La proposta di Tiscali prevede dei prezzi stracciati per servizi come la connettività a banda larga con 10 megabit in entrata e uscita, proposta a 30 euro al mese. Per lo stesso servizio Fastweb ne chiede 746. L'abisso tra le due proposte è evidente, ma a questo punto ci si chiede quale sia l'elemento più strano della faccenda: il fatto che Tiscali stia chiedendo 30 euro per un servizio finora pagato più di 700 euro dallo Stato o il meccanismo non proprio efficiente della gara.

Perché l'accordo è tutto fuorché sicuro. La gara Consip prevede che gli operatori creino un listino prezzi per determinati servizi richiesti dallo Stato. In questo caso l'offerta di Tiscali è stata di 265 milioni di euro. A questo punto il vincitore si assicura il 52% della fornitura, mentre al secondo, terzo e quarto classificato vengono distribuiti tre lotti per un totale del 16% ciascuno.
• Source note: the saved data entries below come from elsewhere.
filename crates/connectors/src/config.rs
//! Provider configuration, from JSON or from the environment.

use crate::error::ConnectorError;
use planner::query::dialect::DialectKind;
use serde::{Deserialize, Serialize};
use std::{collections::HashMap, fs, path::Path};

pub const DIALECT_VAR: &str = "QUERYC_DIALECT";
pub const CONNECTION_STRING_VAR: &str = "QUERYC_CONNECTION_STRING";

#[derive(Debug, Clone, PartialEq, Eq, Serialize, Deserialize)]
pub struct ProviderConfig {
    pub dialect: DialectKind,
    pub connection_string: String,
}

impl ProviderConfig {
    pub fn new(dialect: DialectKind, connection_string: &str) -> Self {
        Self {
            dialect,
            connection_string: connection_string.to_string(),
        }
    }

    pub fn from_json(json: &str) -> Result<Self, ConnectorError> {
        Ok(serde_json::from_str(json)?)
    }

    pub fn from_json_file<P: AsRef<Path>>(path: P) -> Result<Self, ConnectorError> {
        let content = fs::read_to_string(path)?;
        Self::from_json(&content)
    }

    /// Reads `QUERYC_DIALECT` and `QUERYC_CONNECTION_STRING` from the
    /// process environment.
    pub fn from_env() -> Result<Self, ConnectorError> {
        EnvVars::new().provider_config()
    }

    /// Like [`ProviderConfig::from_env`], with the `KEY=VALUE` lines of
    /// `path` taking precedence over the process environment.
    pub fn from_env_file<P: AsRef<Path>>(path: P) -> Result<Self, ConnectorError> {
        let mut env = EnvVars::new();
        env.load_from_file(path)?;
        env.provider_config()
    }
}

/// Environment variables from the system and `.env` files.
#[derive(Debug, Clone, Default)]
struct EnvVars {
    vars: HashMap<String, String>,
}

impl EnvVars {
    fn new() -> Self {
        Self {
            vars: std::env::vars().collect(),
        }
    }

    fn load_from_file<P: AsRef<Path>>(&mut self, path: P) -> Result<(), ConnectorError> {
        let path = path.as_ref();
        let content = fs::read_to_string(path).map_err(|e| {
            ConnectorError::Config(format!("Failed to read env file {}: {}", path.display(), e))
        })?;
        self.parse_env_content(&content)
    }

    fn parse_env_content(&mut self, content: &str) -> Result<(), ConnectorError> {
        for (line_num, line) in content.lines().enumerate() {
            let line = line.trim();
            if line.is_empty() || line.starts_with('#') {
                continue;
            }

            let Some((key, value)) = line.split_once('=') else {
                return Err(ConnectorError::Config(format!(
                    "Invalid env file: malformed line {} (expected KEY=VALUE)",
                    line_num + 1
                )));
            };
            let key = key.trim();
            if key.is_empty() {
                return Err(ConnectorError::Config(format!(
                    "Invalid env file: empty key at line {}",
                    line_num + 1
                )));
            }
            self.vars.insert(key.to_string(), unquote(value));
        }
        Ok(())
    }

    fn required(&self, key: &str) -> Result<&str, ConnectorError> {
        self.vars
            .get(key)
            .map(String::as_str)
            .filter(|value| !value.is_empty())
            .ok_or_else(|| ConnectorError::Config(format!("Missing environment variable {key}")))
    }

    fn provider_config(&self) -> Result<ProviderConfig, ConnectorError> {
        let dialect = self
            .required(DIALECT_VAR)?
            .parse::<DialectKind>()
            .map_err(ConnectorError::Config)?;
        let connection_string = self.required(CONNECTION_STRING_VAR)?;
        Ok(ProviderConfig::new(dialect, connection_string))
    }
}

fn unquote(value: &str) -> String {
    let value = value.trim();
    for quote in ['"', '\''] {
        if value.len() >= 2 && value.starts_with(quote) && value.ends_with(quote) {
            return value[1..value.len() - 1].to_string();
        }
    }
    value.to_string()
}
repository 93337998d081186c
pub mod alter_table;
pub mod create_table;
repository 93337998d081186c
#[macro_export]
macro_rules! table_ref {
    ($name:expr) => {
        $crate::query::ast::common::TableRef {
            schema: None,
            name: $name.to_string(),
        }
    };
    ($schema:expr, $name:expr) => {
        $crate::query::ast::common::TableRef {
            schema: Some($schema.to_string()),
            name: $name.to_string(),
        }
    };
}
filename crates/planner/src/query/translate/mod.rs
//! Translation of typed queries into the relational form.
//!
//! A [`Translator`] is created per statement and consumed by
//! [`Translator::translate`]. It walks the expression once, keeping an
//! explicit context: the request currently being built and whether the
//! walk is under an `OR` (where navigations must not drop rows). Both are
//! saved and restored around every nested scope.

use crate::query::{
    ast::common::JoinKind,
    dml::{
        AliasDefinition, AliasId, BinaryOp, DmlTree, Join, Node, NodeId, Request, RequestId,
        SelectInfo, UnaryOp,
    },
    mapping::{Resolved, SqlMapping},
};
use model::core::{
    types::{PropertyRef, TypeRef},
    value::Value,
};
use query_syntax::{Expr, Literal, Param, ast::BinaryOp as SyntaxBinaryOp, ast::UnaryOp as SyntaxUnaryOp};
use std::{collections::HashMap, sync::Arc};
use tracing::{debug, trace};

pub mod aggregate;
pub mod crud;
pub mod dispatch;
pub mod error;
pub mod filter;
pub mod loading;
pub mod materialize;
pub mod projection;

pub use error::TranslateError;
pub use loading::{LoadingHint, LoadingKind, LoadingPlan};

/// Bound on chained member equivalences; deeper chains are cut off.
const MAX_EQUIVALENCE_DEPTH: usize = 32;

/// A translated statement: the relational tree and its root request.
#[derive(Debug, Clone)]
pub struct Statement {
    pub tree: DmlTree,
    pub root: RequestId,
    pub loading: LoadingPlan,
}

impl Statement {
    pub fn request(&self) -> &Request {
        self.tree.request(self.root)
    }

    pub fn projection(&self) -> Option<&TypeRef> {
        self.request().projection.as_ref()
    }
}

/// What visiting an expression produced.
#[derive(Debug, Clone, Copy, PartialEq, Eq)]
pub enum Sql {
    Node(NodeId),
    /// A row of a table: a lambda parameter or a navigation.
    Alias(AliasId),
    Request(RequestId),
}

impl From<Resolved> for Sql {
    fn from(resolved: Resolved) -> Self {
        match resolved {
            Resolved::Node(node) => Sql::Node(node),
            Resolved::Alias(alias) => Sql::Alias(alias),
        }
    }
}

/// Plugs translation of additional expression shapes into the translator.
/// Converters are consulted before the built-in rules.
pub trait ExpressionConverter: Send + Sync {
    fn accepts(&self, expr: &Expr) -> bool;

    fn convert(&self, expr: &Expr, translator: &mut Translator<'_>) -> Result<NodeId, TranslateError>;
}

#[derive(Debug, Clone, Copy, Default)]
struct Scope {
    request: Option<RequestId>,
    in_or: bool,
}

pub struct Translator<'m> {
    mapping: &'m dyn SqlMapping,
    converters: Vec<Arc<dyn ExpressionConverter>>,
    tree: DmlTree,
    scope: Scope,
    /// Projected member -> the mapped path it was read from.
    equivalents: HashMap<PropertyRef, Vec<PropertyRef>>,
    /// Projected member -> the computed value it holds, for members that
    /// are not a plain path.
    projected: HashMap<PropertyRef, NodeId>,
    loading: LoadingPlan,
}
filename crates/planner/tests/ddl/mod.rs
#[path = "../helpers/mod.rs"]
mod helpers;

mod columns;
mod plan;
use crate::query::dml::{AliasId, RequestId};
use model::core::types::PropertyRef;
use query_syntax::ParamId;

/// What an alias ranges over.
#[derive(Debug, Clone, PartialEq)]
pub enum AliasSource {
    Table(String),
    /// A derived table.
    Request(RequestId),
}

/// How an alias came to exist.
#[derive(Debug, Clone, PartialEq)]
pub enum AliasOrigin {
    /// The FROM source of a request.
    Root,
    /// Reached by navigating `property` from `owner`. Many-to-many
    /// navigations pass through the `via` link-table alias.
    Navigation {
        owner: AliasId,
        property: PropertyRef,
        via: Option<AliasId>,
    },
    /// The link table of a many-to-many navigation.
    Link { owner: AliasId, property: PropertyRef },
}

#[derive(Debug, Clone, PartialEq)]
pub struct AliasDefinition {
    /// Assigned by the tree on registration (`t0`, `t1`, ...).
    pub name: String,
    pub source: AliasSource,
    pub entity: Option<String>,
    pub id_column: Option<String>,
    /// Lambda parameters that resolve to this alias.
    pub params: Vec<ParamId>,
    pub origin: AliasOrigin,
}

impl AliasDefinition {
    pub fn table(table: &str, entity: &str, id_column: Option<String>) -> Self {
        Self {
            name: String::new(),
            source: AliasSource::Table(table.to_string()),
            entity: Some(entity.to_string()),
            id_column,
            params: Vec::new(),
            origin: AliasOrigin::Root,
        }
    }

    pub fn derived(request: RequestId) -> Self {
        Self {
            name: String::new(),
            source: AliasSource::Request(request),
            entity: None,
            id_column: None,
            params: Vec::new(),
            origin: AliasOrigin::Root,
        }
    }

    pub fn with_origin(mut self, origin: AliasOrigin) -> Self {
        self.origin = origin;
        self
    }

    /// The link-table alias this navigation joins through.
    pub fn via(&self) -> Option<AliasId> {
        match &self.origin {
            AliasOrigin::Navigation { via, .. } => *via,
            _ => None,
        }
    }

    pub fn is_navigation_of(&self, owner: AliasId, property: &PropertyRef) -> bool {
        matches!(
            &self.origin,
            AliasOrigin::Navigation { owner: o, property: p, .. } if *o == owner && p == property
        )
    }
}
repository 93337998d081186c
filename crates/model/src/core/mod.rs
pub mod data_type;
pub mod types;
pub mod value;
Il punto è che questi ultimi lotti vengono assegnati allo stesso prezzo del primo classificato, quindi anche British Telecom, Fastweb e Telecom Italia dovrebbero garantire la famosa connessione da 10 megabit a 30 euro al mese. Perdendone 700. Se le altre aziende rifiutano l'offerta, la gara salta. In attesa di una decisione, però, Tiscali festeggia. "Siamo vicini al ritorno alla redditività" ha dichiarato Soru al Sole 24 Ore. In effetti il 2014 è stato un buon anno per l'azienda, anche se qualcuno suggerisce che l'impennata delle azioni sia dovuta all'ascesa a Palazzo Chigi di Matteo Renzi, di cui Soru è un fedelissimo. Coincidenze?